Extended Data Fig. 10: Characterization of hiPS cells derived from subjects with 22q13.3 deletion syndrome.

(a) Representative images showing morphology of hiPS cells from control and 22q13.3DS patients. Scale bars: 1 mm. Imaging was repeated in 2 independent differentiation experiments with similar results. (b) SNP array of hiPS cells showing the 22q13.3 deletion locus. Upper shows B Allele Frequency, and bottom Log R Ratio for chromosome 22q region. (c) Immunostaining for pluripotency stem cell markers OCT4 (green) and SSEA4 (magenta). Scale bars: 200 μm. (d) Representative images of 3D neural spheroids at day 5 of differentiation from control and 22q13.3DS hiPS cell lines. Scale bars: 1 mm.

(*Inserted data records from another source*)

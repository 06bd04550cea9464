//! Deterministic reference provider.
//!
//! Scores two byte streams from their SHA-256 fingerprints instead of a
//! biometric model, so the same inputs always produce the same score.
//! Identical bytes score 1.0; anything else lands in the failing band
//! `[0.2, 0.5]`.

use sha2::{Digest, Sha256};
use tracing::debug;

use crate::error::ProviderResult;

use super::provider::{VerificationProvider, VerificationResult};

/// Name under which the provider is selected and recorded.
pub const DETERMINISTIC_PROVIDER_NAME: &str = "deterministic";

/// The provider's internal match threshold, independent of the pipeline's.
pub const DEFAULT_MATCH_THRESHOLD: f64 = 0.80;

const FINGERPRINT_PREFIX_LEN: usize = 8;
const LENGTH_WEIGHT: f64 = 0.3;
const PREFIX_WEIGHT: f64 = 0.7;
const MISMATCH_FLOOR: f64 = 0.2;
const MISMATCH_CEILING: f64 = 0.5;

/// Lower-case hex SHA-256 digest of `bytes`.
///
/// ```
/// use attendance_checkin::verification::fingerprint;
///
/// assert_eq!(
///     fingerprint(b""),
///     "e3b0c44298fc1c149afbf4c8996fb92427ae41e4649b934ca495991b7852b855"
/// );
/// ```
pub fn fingerprint(bytes: &[u8]) -> String {
    format!("{:x}", Sha256::digest(bytes))
}

/// Fingerprint-based scorer with no model behind it.
#[derive(Debug, Clone, Copy, Default)]
pub struct DeterministicProvider;

impl DeterministicProvider {
    /// Creates the provider.
    pub fn new() -> Self {
        Self
    }

    /// Computes the similarity score for two byte streams.
    pub fn score(reference: &[u8], capture: &[u8]) -> f64 {
        let reference_fingerprint = fingerprint(reference);
        let capture_fingerprint = fingerprint(capture);

        if reference_fingerprint == capture_fingerprint {
            return 1.0;
        }

        let composite = LENGTH_WEIGHT * length_similarity(reference.len(), capture.len())
            + PREFIX_WEIGHT * prefix_similarity(&reference_fingerprint, &capture_fingerprint);

        round_to_4(composite.clamp(MISMATCH_FLOOR, MISMATCH_CEILING))
    }

    pub(crate) fn evaluate(
        reference: &[u8],
        capture: &[u8],
        provider_name: &str,
    ) -> VerificationResult {
        let score = Self::score(reference, capture);
        let matched = score >= DEFAULT_MATCH_THRESHOLD;

        debug!(
            provider = provider_name,
            score,
            matched,
            reference_len = reference.len(),
            capture_len = capture.len(),
            "fingerprint comparison"
        );

        VerificationResult {
            score,
            matched,
            provider_name: provider_name.to_string(),
        }
    }
}

impl VerificationProvider for DeterministicProvider {
    fn name(&self) -> &str {
        DETERMINISTIC_PROVIDER_NAME
    }

    fn verify(
        &self,
        reference: &[u8],
        capture: &[u8],
        _employee_code: Option<&str>,
    ) -> ProviderResult<VerificationResult> {
        Ok(Self::evaluate(reference, capture, self.name()))
    }
}

/// Ratio of the shorter length to the longer one; 0/0 counts as 0.
fn length_similarity(a: usize, b: usize) -> f64 {
    a.min(b) as f64 / a.max(b).max(1) as f64
}

/// Fraction of the first eight fingerprint characters that agree
/// positionally. Zero when either fingerprint is shorter than eight.
fn prefix_similarity(a: &str, b: &str) -> f64 {
    if a.len() < FINGERPRINT_PREFIX_LEN || b.len() < FINGERPRINT_PREFIX_LEN {
        return 0.0;
    }

    let matching = a
        .bytes()
        .zip(b.bytes())
        .take(FINGERPRINT_PREFIX_LEN)
        .filter(|(x, y)| x == y)
        .count();

    matching as f64 / FINGERPRINT_PREFIX_LEN as f64
}

fn round_to_4(value: f64) -> f64 {
    (value * 10_000.0).round() / 10_000.0
}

Imaging was repeated in spheroids from 3 independent differentiation experiments with similar results. (e) Gene expression (RT-qPCR) for the forebrain marker FOXG1, the LGE markers GSX2, MEIS2, BCL11B (CTIP2), and the spinal cord marker HOXB4 at day 22 of differentiation in hCS and hStrS derived from 22q13.3DS hiPS cells (n = 9 neural spheroids from 3 hiPS cell lines; two-tailed Mann-Whitney test **P < 0.002 for FOXG1, two-tailed unpaired t-test ***P = 0.0001 for GSX2, two-tailed Mann-Whitney test ****P < 0.0001 for MEIS2, two-tailed unpaired t-test ****P < 0.0001 for BCL11B (CTIP2), two-tailed Mann-Whitney test P = 0.99 for HOXB4. (f) Immunostaining for DARPP32 (green), CTIP2 (magenta) and NeuN (blue) in day 85 hStrS. Scale bar: 50 μm. Data shown are mean ± s.e.m. Immunostainings were repeated in spheroids from 2 independent differentiation experiments with similar results.